Provided material:
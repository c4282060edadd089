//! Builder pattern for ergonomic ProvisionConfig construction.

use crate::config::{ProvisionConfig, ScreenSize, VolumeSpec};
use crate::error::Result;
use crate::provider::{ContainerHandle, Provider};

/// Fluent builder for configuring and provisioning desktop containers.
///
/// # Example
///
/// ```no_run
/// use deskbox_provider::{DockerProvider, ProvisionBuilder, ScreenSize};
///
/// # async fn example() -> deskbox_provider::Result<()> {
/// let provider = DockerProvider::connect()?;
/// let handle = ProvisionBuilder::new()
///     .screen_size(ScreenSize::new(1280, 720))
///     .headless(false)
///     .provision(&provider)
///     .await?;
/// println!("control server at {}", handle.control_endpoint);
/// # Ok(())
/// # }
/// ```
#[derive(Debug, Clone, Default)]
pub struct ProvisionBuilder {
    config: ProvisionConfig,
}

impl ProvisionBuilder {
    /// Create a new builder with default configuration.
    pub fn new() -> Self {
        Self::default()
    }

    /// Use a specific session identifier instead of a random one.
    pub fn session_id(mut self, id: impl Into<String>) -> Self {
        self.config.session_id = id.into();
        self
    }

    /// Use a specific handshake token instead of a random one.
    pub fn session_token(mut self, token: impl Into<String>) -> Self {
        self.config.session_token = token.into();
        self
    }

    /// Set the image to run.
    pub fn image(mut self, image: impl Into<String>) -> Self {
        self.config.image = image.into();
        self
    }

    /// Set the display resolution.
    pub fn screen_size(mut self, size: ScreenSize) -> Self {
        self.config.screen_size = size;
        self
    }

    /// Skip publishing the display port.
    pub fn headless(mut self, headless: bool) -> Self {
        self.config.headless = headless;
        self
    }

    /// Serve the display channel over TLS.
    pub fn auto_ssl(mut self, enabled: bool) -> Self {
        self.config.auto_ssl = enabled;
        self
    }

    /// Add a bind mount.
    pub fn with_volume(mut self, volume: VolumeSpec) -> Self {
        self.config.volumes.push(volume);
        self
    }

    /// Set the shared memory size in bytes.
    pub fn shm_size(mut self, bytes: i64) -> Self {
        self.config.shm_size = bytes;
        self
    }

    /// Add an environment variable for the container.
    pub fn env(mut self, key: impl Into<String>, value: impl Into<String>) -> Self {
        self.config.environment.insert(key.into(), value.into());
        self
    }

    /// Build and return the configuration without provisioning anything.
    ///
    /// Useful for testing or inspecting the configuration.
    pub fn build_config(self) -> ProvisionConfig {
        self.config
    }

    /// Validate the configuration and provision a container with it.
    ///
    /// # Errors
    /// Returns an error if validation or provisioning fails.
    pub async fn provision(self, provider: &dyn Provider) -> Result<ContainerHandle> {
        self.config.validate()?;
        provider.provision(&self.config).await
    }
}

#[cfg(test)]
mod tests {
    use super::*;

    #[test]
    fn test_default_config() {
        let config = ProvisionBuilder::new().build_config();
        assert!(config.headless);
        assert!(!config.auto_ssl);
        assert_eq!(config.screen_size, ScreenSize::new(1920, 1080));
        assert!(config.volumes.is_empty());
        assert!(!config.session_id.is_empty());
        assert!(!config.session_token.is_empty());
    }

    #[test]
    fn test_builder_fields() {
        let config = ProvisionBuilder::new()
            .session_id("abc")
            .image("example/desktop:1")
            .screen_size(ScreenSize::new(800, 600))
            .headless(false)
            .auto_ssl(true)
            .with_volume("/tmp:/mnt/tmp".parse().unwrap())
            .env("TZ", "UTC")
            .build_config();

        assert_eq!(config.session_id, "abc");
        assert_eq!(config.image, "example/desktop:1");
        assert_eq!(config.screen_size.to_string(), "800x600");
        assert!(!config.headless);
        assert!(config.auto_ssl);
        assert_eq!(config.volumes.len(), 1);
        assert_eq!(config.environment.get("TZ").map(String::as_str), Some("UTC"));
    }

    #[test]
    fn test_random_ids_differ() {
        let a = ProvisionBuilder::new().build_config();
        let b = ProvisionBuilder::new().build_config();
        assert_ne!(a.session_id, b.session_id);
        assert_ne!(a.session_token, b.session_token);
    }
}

Try it:
For every line in the material, write out an exact copy.

Written answer:
repository c4282060edadd089
//! Builder pattern for ergonomic ProvisionConfig construction.

use crate::config::{ProvisionConfig, ScreenSize, VolumeSpec};
use crate::error::Result;
use crate::provider::{ContainerHandle, Provider};

/// Fluent builder for configuring and provisioning desktop containers.
///
/// # Example
///
/// ```no_run
/// use deskbox_provider::{DockerProvider, ProvisionBuilder, ScreenSize};
///
/// # async fn example() -> deskbox_provider::Result<()> {
/// let provider = DockerProvider::connect()?;
/// let handle = ProvisionBuilder::new()
///     .screen_size(ScreenSize::new(1280, 720))
///     .headless(false)
///     .provision(&provider)
///     .await?;
/// println!("control server at {}", handle.control_endpoint);
/// # Ok(())
/// # }
/// ```
#[derive(Debug, Clone, Default)]
pub struct ProvisionBuilder {
    config: ProvisionConfig,
}

impl ProvisionBuilder {
    /// Create a new builder with default configuration.
    pub fn new() -> Self {
        Self::default()
    }

    /// Use a specific session identifier instead of a random one.
    pub fn session_id(mut self, id: impl Into<String>) -> Self {
        self.config.session_id = id.into();
        self
    }

    /// Use a specific handshake token instead of a random one.
    pub fn session_token(mut self, token: impl Into<String>) -> Self {
        self.config.session_token = token.into();
        self
    }

    /// Set the image to run.
    pub fn image(mut self, image: impl Into<String>) -> Self {
        self.config.image = image.into();
        self
    }

    /// Set the display resolution.
    pub fn screen_size(mut self, size: ScreenSize) -> Self {
        self.config.screen_size = size;
        self
    }

    /// Skip publishing the display port.
    pub fn headless(mut self, headless: bool) -> Self {
        self.config.headless = headless;
        self
    }

    /// Serve the display channel over TLS.
    pub fn auto_ssl(mut self, enabled: bool) -> Self {
        self.config.auto_ssl = enabled;
        self
    }

    /// Add a bind mount.
    pub fn with_volume(mut self, volume: VolumeSpec) -> Self {
        self.config.volumes.push(volume);
        self
    }

    /// Set the shared memory size in bytes.
    pub fn shm_size(mut self, bytes: i64) -> Self {
        self.config.shm_size = bytes;
        self
    }

    /// Add an environment variable for the container.
    pub fn env(mut self, key: impl Into<String>, value: impl Into<String>) -> Self {
        self.config.environment.insert(key.into(), value.into());
        self
    }

    /// Build and return the configuration without provisioning anything.
    ///
    /// Useful for testing or inspecting the configuration.
    pub fn build_config(self) -> ProvisionConfig {
        self.config
    }

    /// Validate the configuration and provision a container with it.
    ///
    /// # Errors
    /// Returns an error if validation or provisioning fails.
    pub async fn provision(self, provider: &dyn Provider) -> Result<ContainerHandle> {
        self.config.validate()?;
        provider.provision(&self.config).await
    }
}

#[cfg(test)]
mod tests {
    use super::*;

    #[test]
    fn test_default_config() {
        let config = ProvisionBuilder::new().build_config();
        assert!(config.headless);
        assert!(!config.auto_ssl);
        assert_eq!(config.screen_size, ScreenSize::new(1920, 1080));
        assert!(config.volumes.is_empty());
        assert!(!config.session_id.is_empty());
        assert!(!config.session_token.is_empty());
    }

    #[test]
    fn test_builder_fields() {
        let config = ProvisionBuilder::new()
            .session_id("abc")
            .image("example/desktop:1")
            .screen_size(ScreenSize::new(800, 600))
            .headless(false)
            .auto_ssl(true)
            .with_volume("/tmp:/mnt/tmp".parse().unwrap())
            .env("TZ", "UTC")
            .build_config();

        assert_eq!(config.session_id, "abc");
        assert_eq!(config.image, "example/desktop:1");
        assert_eq!(config.screen_size.to_string(), "800x600");
        assert!(!config.headless);
        assert!(config.auto_ssl);
        assert_eq!(config.volumes.len(), 1);
        assert_eq!(config.environment.get("TZ").map(String::as_str), Some("UTC"));
    }

    #[test]
    fn test_random_ids_differ() {
        let a = ProvisionBuilder::new().build_config();
        let b = ProvisionBuilder::new().build_config();
        assert_ne!(a.session_id, b.session_id);
        assert_ne!(a.session_token, b.session_token);
    }
}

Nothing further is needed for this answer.